:: EXERCISE DETAILS ::
Scan the data below for the string "GainComputer". Copy every line where it appears.

#### EXERCISE INPUT

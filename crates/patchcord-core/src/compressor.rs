//! Feed-forward dynamics compression.
//!
//! Signal flow: detect the instantaneous level in dB, run it through a
//! soft-knee gain computer, smooth the resulting gain reduction with separate
//! attack and release times, then apply it. Threshold, knee, ratio, attack
//! and release arrive per sample from the node's parameters, so they can be
//! automated like any other parameter.

use libm::expf;

use crate::math::{db_to_linear, linear_to_db};

/// Static compression curve.
#[derive(Debug, Clone, Copy)]
pub(crate) struct GainComputer {
    pub threshold_db: f32,
    pub ratio: f32,
    pub knee_db: f32,
}

impl GainComputer {
    /// Returns the gain change in dB (always <= 0) for an input level.
    #[inline]
    pub fn compute_gain_db(&self, input_db: f32) -> f32 {
        let ratio = self.ratio.max(1.0);
        let overshoot = input_db - self.threshold_db;
        let half_knee = self.knee_db / 2.0;

        let slope = 1.0 - 1.0 / ratio;

        if overshoot <= -half_knee {
            0.0
        } else if overshoot >= half_knee || self.knee_db <= 0.0 {
            -(overshoot * slope)
        } else {
            // quadratic blend between the two straight segments
            let into_knee = overshoot + half_knee;
            -(slope * into_knee * into_knee / (2.0 * self.knee_db))
        }
    }
}

/// Per-sample control values for [`DynamicsCompressor::process`].
#[derive(Debug, Clone, Copy)]
pub struct CompressorControls {
    /// Threshold in dB.
    pub threshold_db: f32,
    /// Knee width in dB.
    pub knee_db: f32,
    /// Ratio (values below 1 act as 1).
    pub ratio: f32,
    /// Attack time in seconds.
    pub attack_secs: f32,
    /// Release time in seconds.
    pub release_secs: f32,
}

/// Compressor state: the smoothed gain reduction.
#[derive(Debug, Clone, Default)]
pub struct DynamicsCompressor {
    reduction_db: f32,
}

impl DynamicsCompressor {
    /// Creates a compressor applying no reduction.
    pub fn new() -> Self {
        Self::default()
    }

    /// Returns the current gain reduction in dB (0 or negative).
    pub fn reduction(&self) -> f32 {
        self.reduction_db
    }

    /// Processes one sample.
    #[inline]
    pub fn process(&mut self, input: f32, controls: CompressorControls, sample_rate: f32) -> f32 {
        let computer = GainComputer {
            threshold_db: controls.threshold_db,
            ratio: controls.ratio,
            knee_db: controls.knee_db,
        };
        let target = computer.compute_gain_db(linear_to_db(input.abs()));

        // more reduction = attack, less = release
        let time = if target < self.reduction_db {
            controls.attack_secs
        } else {
            controls.release_secs
        };
        let coeff = smoothing_coeff(time, sample_rate);
        self.reduction_db = target + coeff * (self.reduction_db - target);

        input * db_to_linear(self.reduction_db)
    }

    /// Clears the smoothed reduction.
    pub fn reset(&mut self) {
        self.reduction_db = 0.0;
    }
}

/// One-pole coefficient for a time constant; zero time is instant.
#[inline]
fn smoothing_coeff(time_secs: f32, sample_rate: f32) -> f32 {
    if time_secs <= 0.0 {
        0.0
    } else {
        expf(-1.0 / (time_secs * sample_rate))
    }
}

########

:: FINISHED EXERCISE ::
pub(crate) struct GainComputer {
impl GainComputer {
        let computer = GainComputer {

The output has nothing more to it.